Dirty City Buildings and Sunlight Are a Toxic Combination

onnola, Flickr // CC BY-SA 2.0
onnola, Flickr // CC BY-SA 2.0 | onnola, Flickr // CC BY-SA 2.0

Visit any city in the world and you’ll find grimy old buildings. The dirt and miscellaneous particles that inevitably accumulate and become embedded in hard urban surfaces seems to be a natural symptom of city life. But new research suggests that we may need to revisit what we thought we knew about grime.

Scientists have long theorized that grime (a mix of thousands of chemical compounds emitted by cars, trucks, and factories) trapped in place chemical compounds like nitrogen oxides, which can combine with volatile organic compounds to create ozone, the main component of smog. To test this theory, researchers led by University of Toronto chemistry professor James Donaldson studied the filth on a rooftop in Leipzig, Germany, both in the sun and in the cover of shade, by leaving trays filled with window glass beads on the building for six weeks. (Because they have more surface area, the glass beads can accumulate more grime than a flat surface like a window can.)

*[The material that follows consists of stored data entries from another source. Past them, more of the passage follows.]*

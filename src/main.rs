//! Board Finder - listing service binary
//!
//! Serves the job, blog and feedback listings over HTTP with an in-memory
//! document store.

use std::net::SocketAddr;
use std::sync::Arc;

use anyhow::Context;
use tokio::signal;
use tokio::task::JoinHandle;
use tracing::{info, warn};
use tracing_subscriber::{layer::SubscriberExt, util::SubscriberInitExt};

use board_finder::store::MemoryStore;
use board_finder::{create_router, spawn_cleanup_task, AppState, Config};

/// # Startup Sequence
/// 1. Initialize tracing subscriber for logging
/// 2. Load configuration from environment variables
/// 3. Build the cache service and document store
/// 4. Start the TTL sweep when pages are cached in-process
/// 5. Serve the router until SIGINT/SIGTERM
#[tokio::main]
async fn main() -> anyhow::Result<()> {
    // Defaults to "info" level, can be overridden with RUST_LOG env var
    tracing_subscriber::registry()
        .with(
            tracing_subscriber::EnvFilter::try_from_default_env()
                .unwrap_or_else(|_| "board_finder=info,tower_http=info".into()),
        )
        .with(tracing_subscriber::fmt::layer())
        .init();

    info!("Starting Board Finder");

    let config = Config::from_env();
    info!(
        "Configuration loaded: cache_enabled={}, backend={:?}, max_entries={}, ttl={}s, port={}",
        config.cache_enabled,
        config.cache_backend,
        config.cache_max_entries,
        config.cache_default_ttl,
        config.server_port
    );

    let store = Arc::new(MemoryStore::new());
    let state = AppState::from_config(&config, store).await;

    let cleanup_handle = state
        .memory_cache
        .clone()
        .map(|cache| spawn_cleanup_task(cache, config.cache_cleanup_interval));

    let app = create_router(state);

    let addr = SocketAddr::from(([0, 0, 0, 0], config.server_port));
    let listener = tokio::net::TcpListener::bind(addr)
        .await
        .with_context(|| format!("failed to bind {}", addr))?;
    info!("Server listening on http://{}", addr);

    axum::serve(listener, app)
        .with_graceful_shutdown(shutdown_signal(cleanup_handle))
        .await
        .context("server error")?;

    info!("Server shutdown complete");
    Ok(())
}

/// Waits for Ctrl+C or SIGTERM, then stops the sweep task.
async fn shutdown_signal(cleanup_handle: Option<JoinHandle<()>>) {
    let ctrl_c = async {
        if let Err(err) = signal::ctrl_c().await {
            warn!(error = %err, "Failed to listen for Ctrl+C");
            std::future::pending::<()>().await;
        }
    };

    #[cfg(unix)]
    let terminate = async {
        match signal::unix::signal(signal::unix::SignalKind::terminate()) {
            Ok(mut sigterm) => {
                sigterm.recv().await;
            }
            Err(err) => {
                warn!(error = %err, "Failed to install SIGTERM handler");
                std::future::pending::<()>().await;
            }
        }
    };

    #[cfg(not(unix))]
    let terminate = std::future::pending::<()>();

    tokio::select! {
        _ = ctrl_c => {
            info!("Received Ctrl+C, initiating shutdown...");
        }
        _ = terminate => {
            info!("Received SIGTERM, initiating shutdown...");
        }
    }

    if let Some(handle) = cleanup_handle {
        handle.abort();
        warn!("Cleanup task aborted");
    }
}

The researchers found that the beads placed in the sun contained 10 percent less nitrate than the shaded beads. “Rather than being a permanent sink for nitrogen oxide gases, grime exposed to sunlight can re-release some of these gases back into the urban atmosphere,” Donaldson explained at an American Chemical Society conference in Boston.

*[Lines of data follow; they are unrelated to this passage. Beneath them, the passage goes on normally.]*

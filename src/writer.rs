//! Listing writes.
//!
//! Every mutation commits to the store first and then drops the entity's
//! cached pages. A failed mutation leaves the cache untouched.

use std::sync::Arc;

use serde_json::Value;
use tracing::info;
use uuid::Uuid;

use crate::error::StoreError;
use crate::finder::{CachedFinder, Document, Listing};
use crate::store::DocumentStore;

#[derive(Clone)]
pub struct ListingWriter {
    store: Arc<dyn DocumentStore>,
    finder: CachedFinder,
}

impl ListingWriter {
    pub fn new(store: Arc<dyn DocumentStore>, finder: CachedFinder) -> Self {
        Self { store, finder }
    }

    pub async fn create<L: Listing>(&self, item: L::Item) -> Result<L::Item, StoreError> {
        let id = item.id();
        self.store
            .insert(L::TAG, &id.to_string(), encode(&item)?)
            .await?;
        let invalidated = self.finder.invalidate(L::TAG).await;
        info!(entity = L::TAG, %id, invalidated, "document created");
        Ok(item)
    }

    /// Replaces the document stored under `id`. The id in the path wins
    /// over any id in the body.
    pub async fn update<L: Listing>(&self, id: Uuid, mut item: L::Item) -> Result<L::Item, StoreError> {
        item.set_id(id);
        self.store
            .replace(L::TAG, &id.to_string(), encode(&item)?)
            .await?;
        let invalidated = self.finder.invalidate(L::TAG).await;
        info!(entity = L::TAG, %id, invalidated, "document updated");
        Ok(item)
    }

    pub async fn delete<L: Listing>(&self, id: Uuid) -> Result<(), StoreError> {
        self.store.remove(L::TAG, &id.to_string()).await?;
        let invalidated = self.finder.invalidate(L::TAG).await;
        info!(entity = L::TAG, %id, invalidated, "document deleted");
        Ok(())
    }
}

fn encode<T: Document>(item: &T) -> Result<Value, StoreError> {
    serde_json::to_value(item).map_err(|e| StoreError::Encoding(e.to_string()))
}

impl std::fmt::Debug for ListingWriter {
    fn fmt(&self, f: &mut std::fmt::Formatter<'_>) -> std::fmt::Result {
        f.debug_struct("ListingWriter")
            .field("finder", &self.finder)
            .finish()
    }
}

These findings are consistent with findings Donaldson and his team had previously made in the lab. The idea that grime may be making city air even worse than we thought is troubling. “If our suspicions are correct, it means that the current understanding of urban air pollution is missing a big chunk of information,” Donaldson said. In their continuing research, he and his team plan to conduct similar tests in very dirty and very clean cities. They also want to learn how humidity and varying degrees of sunlight exposure contribute to the problem.